■ **Goal of the exercise**:
Searching the material below, find each line that includes the word "ClaimOrder", and copy it.

■ **Source records**:
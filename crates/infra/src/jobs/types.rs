//! Core job types.

use std::collections::BTreeMap;
use std::time::Duration;

use chrono::{DateTime, Utc};
use serde::{Deserialize, Serialize};
use uuid::Uuid;

use scanflow_core::{TenantId, WorkStatus};

use super::retry::RetryDecision;

/// Priority used when the caller does not pick one (0-100, higher is more urgent).
pub const DEFAULT_PRIORITY: i32 = 50;

/// Unique job identifier.
#[derive(Debug, Clone, Copy, PartialEq, Eq, Hash, PartialOrd, Ord, Serialize, Deserialize)]
#[serde(transparent)]
pub struct JobId(pub Uuid);

impl JobId {
    pub fn new() -> Self {
        Self(Uuid::now_v7())
    }

    pub fn from_uuid(uuid: Uuid) -> Self {
        Self(uuid)
    }

    pub fn as_uuid(&self) -> &Uuid {
        &self.0
    }
}

impl Default for JobId {
    fn default() -> Self {
        Self::new()
    }
}

impl std::fmt::Display for JobId {
    fn fmt(&self, f: &mut std::fmt::Formatter<'_>) -> std::fmt::Result {
        write!(f, "{}", self.0)
    }
}

/// Tie-break among pending jobs of equal priority at claim time.
#[derive(Debug, Clone, Copy, PartialEq, Eq, Default, Serialize, Deserialize)]
#[serde(rename_all = "snake_case")]
pub enum ClaimOrder {
    /// Earliest `created_at` first.
    #[default]
    CreatedFirst,
    /// Earliest `scheduled_for` first (unscheduled jobs use `created_at`).
    ScheduledFirst,
}

/// A queued unit of work.
#[derive(Debug, Clone, PartialEq, Serialize, Deserialize)]
pub struct Job {
    pub id: JobId,
    pub tenant_id: TenantId,
    /// Selects the handler
    pub task_type: String,
    /// Opaque to the queue; interpreted only by the handler
    pub payload: serde_json::Value,
    pub priority: i32,
    pub status: WorkStatus,
    /// Set while (and only while) running
    pub worker_id: Option<String>,
    pub retry_count: u32,
    pub max_retries: u32,
    /// Not claimable before this instant
    pub scheduled_for: Option<DateTime<Utc>>,
    pub started_at: Option<DateTime<Utc>>,
    pub completed_at: Option<DateTime<Utc>>,
    /// Last failure message
    pub error: Option<String>,
    pub result: Option<serde_json::Value>,
    pub created_at: DateTime<Utc>,
}

impl Job {
    /// Check if the job can be claimed at `now`.
    pub fn is_eligible(&self, now: DateTime<Utc>) -> bool {
        self.status == WorkStatus::Pending && self.scheduled_for.is_none_or(|at| at <= now)
    }

    /// The instant used to break priority ties.
    pub fn order_key(&self, order: ClaimOrder) -> DateTime<Utc> {
        match order {
            ClaimOrder::CreatedFirst => self.created_at,
            ClaimOrder::ScheduledFirst => self.scheduled_for.unwrap_or(self.created_at),
        }
    }

    /// pending -> running.
    pub fn mark_claimed(&mut self, worker_id: &str, now: DateTime<Utc>) {
        self.status = WorkStatus::Running;
        self.worker_id = Some(worker_id.to_string());
        self.started_at = Some(now);
    }

    /// running -> completed.
    pub fn mark_completed(&mut self, result: Option<serde_json::Value>, now: DateTime<Utc>) {
        self.status = WorkStatus::Completed;
        self.worker_id = None;
        self.result = result;
        self.completed_at = Some(now);
    }

    /// running -> pending (retry) or running -> failed (dead-letter).
    pub fn apply_failure(
        &mut self,
        error: &str,
        decision: RetryDecision,
        now: DateTime<Utc>,
    ) -> FailOutcome {
        self.worker_id = None;
        self.error = Some(error.to_string());

        match decision {
            RetryDecision::Retry { retry_count, delay } => {
                let retry_at = now + chrono::Duration::from_std(delay).unwrap_or_default();
                self.status = WorkStatus::Pending;
                self.retry_count = retry_count;
                self.started_at = None;
                self.scheduled_for = Some(retry_at);
                FailOutcome::Retrying {
                    retry_count,
                    scheduled_for: retry_at,
                }
            }
            RetryDecision::DeadLetter { retry_count } => {
                self.status = WorkStatus::Failed;
                self.retry_count = retry_count;
                self.completed_at = Some(now);
                FailOutcome::DeadLettered { retry_count }
            }
        }
    }

    /// pending|running -> cancelled.
    pub fn mark_cancelled(&mut self, now: DateTime<Utc>) {
        self.status = WorkStatus::Cancelled;
        self.worker_id = None;
        self.completed_at = Some(now);
    }

    /// failed -> pending, immediately eligible.
    pub fn mark_requeued(&mut self, reset_retries: bool) {
        self.status = WorkStatus::Pending;
        self.worker_id = None;
        self.started_at = None;
        self.completed_at = None;
        self.scheduled_for = None;
        self.error = None;
        if reset_retries {
            self.retry_count = 0;
        }
    }

    /// running -> pending after a worker vanished; the retry budget is untouched.
    pub fn mark_reclaimed(&mut self) {
        self.status = WorkStatus::Pending;
        self.worker_id = None;
        self.started_at = None;
    }
}

/// A job to be enqueued.
#[derive(Debug, Clone, PartialEq)]
pub struct NewJob {
    pub task_type: String,
    pub payload: serde_json::Value,
    pub priority: i32,
    pub scheduled_for: Option<DateTime<Utc>>,
    /// Falls back to the queue's retry policy when unset
    pub max_retries: Option<u32>,
}

impl NewJob {
    pub fn new(task_type: impl Into<String>, payload: serde_json::Value) -> Self {
        Self {
            task_type: task_type.into(),
            payload,
            priority: DEFAULT_PRIORITY,
            scheduled_for: None,
            max_retries: None,
        }
    }

    pub fn priority(mut self, priority: i32) -> Self {
        self.priority = priority;
        self
    }

    /// Schedule the job for later execution.
    pub fn scheduled_for(mut self, at: DateTime<Utc>) -> Self {
        self.scheduled_for = Some(at);
        self
    }

    /// Schedule the job with a delay from now.
    pub fn delayed(mut self, delay: Duration) -> Self {
        self.scheduled_for =
            Some(Utc::now() + chrono::Duration::from_std(delay).unwrap_or_default());
        self
    }

    pub fn max_retries(mut self, max_retries: u32) -> Self {
        self.max_retries = Some(max_retries);
        self
    }

    /// Materialize the pending job row.
    pub fn into_job(self, tenant_id: TenantId, default_max_retries: u32, now: DateTime<Utc>) -> Job {
        Job {
            id: JobId::new(),
            tenant_id,
            task_type: self.task_type,
            payload: self.payload,
            priority: self.priority,
            status: WorkStatus::Pending,
            worker_id: None,
            retry_count: 0,
            max_retries: self.max_retries.unwrap_or(default_max_retries),
            scheduled_for: self.scheduled_for,
            started_at: None,
            completed_at: None,
            error: None,
            result: None,
            created_at: now,
        }
    }
}

/// Result of [`fail`](super::JobQueue::fail).
#[derive(Debug, Clone, Copy, PartialEq, Eq, Serialize)]
#[serde(rename_all = "snake_case", tag = "outcome")]
pub enum FailOutcome {
    /// Back to pending; claimable again at `scheduled_for`.
    Retrying {
        retry_count: u32,
        scheduled_for: DateTime<Utc>,
    },
    /// Terminal `failed` (dead-letter).
    DeadLettered { retry_count: u32 },
}

/// Per-tenant queue statistics.
#[derive(Debug, Clone, Default, PartialEq, Eq, Serialize)]
pub struct QueueStats {
    pub pending: u64,
    pub running: u64,
    pub completed: u64,
    pub failed: u64,
    pub cancelled: u64,
    /// Dead-letter size per task type
    pub failed_by_type: BTreeMap<String, u64>,
}

impl QueueStats {
    pub fn record(&mut self, status: WorkStatus, count: u64) {
        match status {
            WorkStatus::Pending => self.pending += count,
            WorkStatus::Running => self.running += count,
            WorkStatus::Completed => self.completed += count,
            WorkStatus::Failed => self.failed += count,
            WorkStatus::Cancelled => self.cancelled += count,
        }
    }
}

#[cfg(test)]
mod tests {
    use super::*;
    use crate::jobs::retry::RetryPolicy;

    fn pending_job() -> Job {
        NewJob::new("scan_partition", serde_json::json!({"k": "v"})).into_job(
            TenantId::new(),
            3,
            Utc::now(),
        )
    }

    #[test]
    fn new_job_defaults() {
        let job = pending_job();
        assert_eq!(job.status, WorkStatus::Pending);
        assert_eq!(job.priority, DEFAULT_PRIORITY);
        assert_eq!(job.max_retries, 3);
        assert_eq!(job.retry_count, 0);
        assert!(job.worker_id.is_none());
    }

    #[test]
    fn scheduled_job_is_not_eligible_early() {
        let now = Utc::now();
        let mut job = pending_job();
        job.scheduled_for = Some(now + chrono::Duration::seconds(5));

        assert!(!job.is_eligible(now));
        assert!(job.is_eligible(now + chrono::Duration::seconds(5)));
    }

    #[test]
    fn job_lifecycle() {
        let now = Utc::now();
        let mut job = pending_job();

        job.mark_claimed("w-1", now);
        assert_eq!(job.status, WorkStatus::Running);
        assert_eq!(job.worker_id.as_deref(), Some("w-1"));

        job.mark_completed(Some(serde_json::json!({"ok": true})), now);
        assert_eq!(job.status, WorkStatus::Completed);
        assert!(job.worker_id.is_none());
        assert_eq!(job.completed_at, Some(now));
    }

    #[test]
    fn failure_reschedules_then_dead_letters() {
        let now = Utc::now();
        let policy = RetryPolicy::default();
        let mut job = pending_job();

        job.mark_claimed("w-1", now);
        let decision = policy.decide(job.retry_count, job.max_retries, true);
        let outcome = job.apply_failure("boom", decision, now);
        assert_eq!(
            outcome,
            FailOutcome::Retrying {
                retry_count: 1,
                scheduled_for: now + chrono::Duration::seconds(2)
            }
        );
        assert_eq!(job.status, WorkStatus::Pending);
        assert!(job.worker_id.is_none());
        assert!(job.started_at.is_none());
        assert_eq!(job.error.as_deref(), Some("boom"));

        job.mark_claimed("w-2", now);
        let decision = policy.decide(job.retry_count, job.max_retries, false);
        let outcome = job.apply_failure("fatal", decision, now);
        assert_eq!(outcome, FailOutcome::DeadLettered { retry_count: 1 });
        assert_eq!(job.status, WorkStatus::Failed);
        assert_eq!(job.completed_at, Some(now));
    }

    #[test]
    fn requeue_resets_everything_but_identity() {
        let now = Utc::now();
        let mut job = pending_job();
        job.mark_claimed("w-1", now);
        job.apply_failure("x", RetryDecision::DeadLetter { retry_count: 3 }, now);

        let mut kept = job.clone();
        kept.mark_requeued(false);
        assert_eq!(kept.retry_count, 3);

        job.mark_requeued(true);
        assert_eq!(job.status, WorkStatus::Pending);
        assert_eq!(job.retry_count, 0);
        assert!(job.error.is_none());
        assert!(job.completed_at.is_none());
        assert!(job.is_eligible(now));
    }

    #[test]
    fn scheduled_first_falls_back_to_created_at() {
        let mut job = pending_job();
        assert_eq!(job.order_key(ClaimOrder::ScheduledFirst), job.created_at);

        let at = job.created_at + chrono::Duration::seconds(30);
        job.scheduled_for = Some(at);
        assert_eq!(job.order_key(ClaimOrder::ScheduledFirst), at);
        assert_eq!(job.order_key(ClaimOrder::CreatedFirst), job.created_at);
    }
}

■ **Answer to the problem**:
pub enum ClaimOrder {
    pub fn order_key(&self, order: ClaimOrder) -> DateTime<Utc> {
            ClaimOrder::CreatedFirst => self.created_at,
            ClaimOrder::ScheduledFirst => self.scheduled_for.unwrap_or(self.created_at),
        assert_eq!(job.order_key(ClaimOrder::ScheduledFirst), job.created_at);
        assert_eq!(job.order_key(ClaimOrder::ScheduledFirst), at);
        assert_eq!(job.order_key(ClaimOrder::CreatedFirst), job.created_at);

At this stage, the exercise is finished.